The Associated Press (AP) on Thursday spoke with Afghan women who insisted they meticulously obeyed the Taliban’s clothing and behavior rules — even when they returned home from school or work — because they knew Taliban thugs were following them to monitor compliance.
These women therefore accused the Taliban of lying about female misbehavior to justify its bans and suspected the prohibitions could be lifted early in the New Year, once the extremist rulers of Afghanistan get whatever payoff they are seeking.
Several of the AP’s correspondents seemed convinced the woman bans were theatrical, staged mostly in big cities for the benefit of foreign observers while women were actually still permitted to work in rural areas.
“They have been targeting women from the beginning. Why are they making enemies of women? Don’t they have wives, sisters and mothers?” one banned female NGO worker complained.
“The women we help don’t have computers, they don’t have Zoom. It’s hard to do this job without being face-to-face. But I am hopeful we can start our work again in the coming weeks,” she said.
Some women told the AP they would continue attempting to provide humanitarian assistance even though they could no longer officially work for NGOs. They worried about international donations drying up as the civilized world recoils from Taliban brutality.

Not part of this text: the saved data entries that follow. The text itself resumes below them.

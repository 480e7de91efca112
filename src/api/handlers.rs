use axum::{
    extract::{ConnectInfo, Path, Query, State},
    http::{HeaderMap, StatusCode},
    response::{IntoResponse, Response},
    Json,
};
use serde::{Deserialize, Serialize};
use std::net::SocketAddr;
use std::sync::Arc;
use std::time::{Duration, Instant};

use super::rate_limit::RateLimiter;
use crate::alerts::{AlertChecker, RuleStatus, Slo};
use crate::config::AppConfig;
use crate::llm::{GenerativeModel, LlmError};
use crate::telemetry::MetricEmitter;

pub const API_KEY_HEADER: &str = "x-api-key";
const FORCE_500_PROMPT: &str = "force_500";

/// Application state shared across handlers
pub struct AppState {
    pub config: AppConfig,
    pub model: Arc<dyn GenerativeModel>,
    pub emitter: Arc<MetricEmitter>,
    pub rate_limiter: RateLimiter,
    pub checker: Arc<AlertChecker>,
}

impl AppState {
    pub fn new(
        config: AppConfig,
        model: Arc<dyn GenerativeModel>,
        emitter: Arc<MetricEmitter>,
        checker: Arc<AlertChecker>,
    ) -> Self {
        let rate_limiter = RateLimiter::new(config.rate_limit_rpm);
        Self {
            config,
            model,
            emitter,
            rate_limiter,
            checker,
        }
    }
}

// ============================================================================
// Health Check
// ============================================================================

#[derive(Serialize)]
pub struct HealthResponse {
    pub ok: bool,
    pub version: &'static str,
}

pub async fn health_check() -> Json<HealthResponse> {
    Json(HealthResponse {
        ok: true,
        version: env!("CARGO_PKG_VERSION"),
    })
}

// ============================================================================
// Process Metrics
// ============================================================================

#[derive(Serialize)]
pub struct MetricsResponse {
    pub requests_total: u64,
    pub errors_total: u64,
    pub avg_latency_ms: f64,
    pub model: String,
    pub location: String,
    pub rate_limit_rpm: u32,
}

pub async fn metrics(State(state): State<Arc<AppState>>) -> Json<MetricsResponse> {
    let totals = state.emitter.snapshot();

    Json(MetricsResponse {
        requests_total: totals.requests_total,
        errors_total: totals.errors_total,
        avg_latency_ms: totals.avg_latency_ms,
        model: state.model.model_name().to_string(),
        location: state.config.model.location.clone(),
        rate_limit_rpm: state.config.rate_limit_rpm,
    })
}

// ============================================================================
// Chat
// ============================================================================

#[derive(Debug, Default, Deserialize)]
pub struct ChatRequest {
    #[serde(default)]
    pub message: Option<String>,
}

#[derive(Debug, Default, Deserialize)]
pub struct ChatQuery {
    #[serde(default, alias = "prompt")]
    pub message: Option<String>,
}

#[derive(Debug, Serialize)]
pub struct ChatResponse {
    pub request_id: String,
    pub model: String,
    pub latency_ms: u64,
    pub answer: String,
}

/// Reasons a chat request fails
#[derive(Debug, thiserror::Error)]
pub enum ChatError {
    #[error("Unauthorized: missing or invalid X-API-Key")]
    Unauthorized,

    #[error("Rate limit exceeded")]
    RateLimited,

    #[error("message cannot be empty")]
    EmptyMessage,

    #[error("Forced 500 for monitor test")]
    Forced,

    #[error(transparent)]
    Upstream(#[from] LlmError),
}

impl ChatError {
    pub fn status(&self) -> StatusCode {
        match self {
            ChatError::Unauthorized => StatusCode::UNAUTHORIZED,
            ChatError::RateLimited => StatusCode::TOO_MANY_REQUESTS,
            ChatError::EmptyMessage => StatusCode::BAD_REQUEST,
            ChatError::Forced => StatusCode::INTERNAL_SERVER_ERROR,
            ChatError::Upstream(_) => StatusCode::BAD_GATEWAY,
        }
    }

    /// `error_type` tag, only set for server-side failures
    pub fn error_type(&self) -> Option<&'static str> {
        match self {
            ChatError::Forced => Some("forced"),
            ChatError::Upstream(e) => Some(e.kind()),
            _ => None,
        }
    }

    /// Error returned to the caller; server-side details stay in the logs
    fn into_api_error(self, request_id: &str) -> ApiError {
        match self {
            ChatError::Unauthorized => ApiError::Unauthorized(self.to_string()),
            ChatError::RateLimited => ApiError::TooManyRequests(self.to_string()),
            ChatError::EmptyMessage => ApiError::BadRequest(self.to_string()),
            ChatError::Forced => {
                ApiError::Internal(format!("Internal error (request_id={})", request_id))
            }
            ChatError::Upstream(_) => {
                ApiError::Upstream(format!("Upstream model error (request_id={})", request_id))
            }
        }
    }
}

pub async fn chat_post(
    State(state): State<Arc<AppState>>,
    connect_info: Option<ConnectInfo<SocketAddr>>,
    headers: HeaderMap,
    payload: Option<Json<ChatRequest>>,
) -> Response {
    // Malformed bodies are treated as an empty message so they are counted
    let message = payload.and_then(|Json(request)| request.message);
    handle_chat(&state, &headers, connect_info, message).await
}

pub async fn chat_get(
    State(state): State<Arc<AppState>>,
    connect_info: Option<ConnectInfo<SocketAddr>>,
    headers: HeaderMap,
    query: Option<Query<ChatQuery>>,
) -> Response {
    let message = query.and_then(|Query(query)| query.message);
    handle_chat(&state, &headers, connect_info, message).await
}

async fn handle_chat(
    state: &AppState,
    headers: &HeaderMap,
    connect_info: Option<ConnectInfo<SocketAddr>>,
    message: Option<String>,
) -> Response {
    let request_id = uuid::Uuid::new_v4().to_string();
    let start = Instant::now();
    let client_ip = client_ip(headers, connect_info.as_ref());
    let model = state.model.model_name().to_string();

    state.emitter.record_request();

    let result = generate(state, headers, &client_ip, message).await;
    let latency_ms = start.elapsed().as_millis() as u64;

    match result {
        Ok(answer) => {
            state.emitter.record_success(latency_ms);
            tracing::info!(
                request_id = %request_id,
                latency_ms,
                model = %model,
                client_ip = %client_ip,
                "chat_ok"
            );
            state.emitter.forward_log(
                "chat_ok",
                "info",
                serde_json::json!({
                    "request_id": request_id,
                    "latency_ms": latency_ms,
                    "model": model,
                    "location": state.config.model.location,
                    "client_ip": client_ip,
                }),
            );

            Json(ChatResponse {
                request_id,
                model,
                latency_ms,
                answer,
            })
            .into_response()
        }
        Err(err) => {
            let status = err.status();
            let error_type = err.error_type();
            state.emitter.record_error(latency_ms, status.as_u16(), error_type);

            let event = if error_type.is_some() {
                tracing::error!(
                    request_id = %request_id,
                    latency_ms,
                    error_type = error_type.unwrap_or_default(),
                    error = %err,
                    "chat_error"
                );
                "chat_error"
            } else {
                tracing::warn!(
                    request_id = %request_id,
                    latency_ms,
                    http_status = status.as_u16(),
                    detail = %err,
                    "chat_http_error"
                );
                "chat_http_error"
            };
            state.emitter.forward_log(
                event,
                "error",
                serde_json::json!({
                    "request_id": request_id,
                    "latency_ms": latency_ms,
                    "model": model,
                    "location": state.config.model.location,
                    "client_ip": client_ip,
                    "http_status": status.as_u16(),
                    "error_type": error_type,
                    "error": err.to_string(),
                }),
            );

            err.into_api_error(&request_id)
                .with_request_id(request_id)
                .into_response()
        }
    }
}

async fn generate(
    state: &AppState,
    headers: &HeaderMap,
    client_ip: &str,
    message: Option<String>,
) -> Result<String, ChatError> {
    if let Some(expected) = state.config.app_api_key.as_deref() {
        let provided = headers.get(API_KEY_HEADER).and_then(|v| v.to_str().ok());
        if provided != Some(expected) {
            return Err(ChatError::Unauthorized);
        }
    }

    if !state.rate_limiter.check(client_ip) {
        return Err(ChatError::RateLimited);
    }

    let prompt = message.as_deref().map(str::trim).unwrap_or_default();
    if prompt.is_empty() {
        return Err(ChatError::EmptyMessage);
    }
    if prompt == FORCE_500_PROMPT {
        return Err(ChatError::Forced);
    }

    let answer = state.model.generate(prompt).await?;

    if state.config.slow_ms > 0 {
        tokio::time::sleep(Duration::from_millis(state.config.slow_ms)).await;
    }

    Ok(answer)
}

/// First `X-Forwarded-For` entry, else the peer address
pub fn client_ip(headers: &HeaderMap, connect_info: Option<&ConnectInfo<SocketAddr>>) -> String {
    let forwarded = headers
        .get("x-forwarded-for")
        .and_then(|v| v.to_str().ok())
        .and_then(|v| v.split(',').next())
        .map(str::trim)
        .filter(|ip| !ip.is_empty());

    match (forwarded, connect_info) {
        (Some(ip), _) => ip.to_string(),
        (None, Some(ConnectInfo(addr))) => addr.ip().to_string(),
        (None, None) => "unknown".to_string(),
    }
}

// ============================================================================
// Alerts
// ============================================================================

#[derive(Serialize)]
pub struct AlertsResponse {
    pub rules: Vec<RuleStatus>,
    pub slos: Vec<Slo>,
}

pub async fn list_alerts(State(state): State<Arc<AppState>>) -> Json<AlertsResponse> {
    Json(AlertsResponse {
        rules: state.checker.statuses(),
        slos: state.checker.slos(),
    })
}

pub async fn get_alert(
    State(state): State<Arc<AppState>>,
    Path(name): Path<String>,
) -> Result<Json<RuleStatus>, ApiError> {
    state
        .checker
        .status(&name)
        .map(Json)
        .ok_or_else(|| ApiError::NotFound(format!("Alert rule '{}' not found", name)))
}

// ============================================================================
// Error Handling
// ============================================================================

#[derive(Debug)]
pub enum ApiError {
    BadRequest(String),
    Unauthorized(String),
    NotFound(String),
    TooManyRequests(String),
    Internal(String),
    Upstream(String),
    WithRequestId(Box<ApiError>, String),
}

impl ApiError {
    pub fn with_request_id(self, request_id: String) -> Self {
        ApiError::WithRequestId(Box::new(self), request_id)
    }
}

impl IntoResponse for ApiError {
    fn into_response(self) -> axum::response::Response {
        let (error, request_id) = match self {
            ApiError::WithRequestId(inner, id) => (*inner, Some(id)),
            other => (other, None),
        };

        let (status, message) = match error {
            ApiError::BadRequest(msg) => (StatusCode::BAD_REQUEST, msg),
            ApiError::Unauthorized(msg) => (StatusCode::UNAUTHORIZED, msg),
            ApiError::NotFound(msg) => (StatusCode::NOT_FOUND, msg),
            ApiError::TooManyRequests(msg) => (StatusCode::TOO_MANY_REQUESTS, msg),
            ApiError::Internal(msg) => (StatusCode::INTERNAL_SERVER_ERROR, msg),
            ApiError::Upstream(msg) => (StatusCode::BAD_GATEWAY, msg),
            ApiError::WithRequestId(inner, _) => return inner.into_response(),
        };

        let mut body = serde_json::json!({
            "error": message
        });
        if let Some(id) = request_id {
            body["request_id"] = serde_json::Value::String(id);
        }

        (status, Json(body)).into_response()
    }
}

The UK Guardian on Thursday pointed to the faintest of cracks appearing in the Taliban hierarchy, as at least two prominent members of the extremist organization have publicly expressed tepid opposition to banning women from school and work.
“The Taliban know that their government is not recognised by the world. By restricting women, they want to demonstrate false strength and attract the attention of the world. Unfortunately, the main victims of this policy are women,” Kabul-based women’s rights activist Palwasha Hamdard told the Guardian.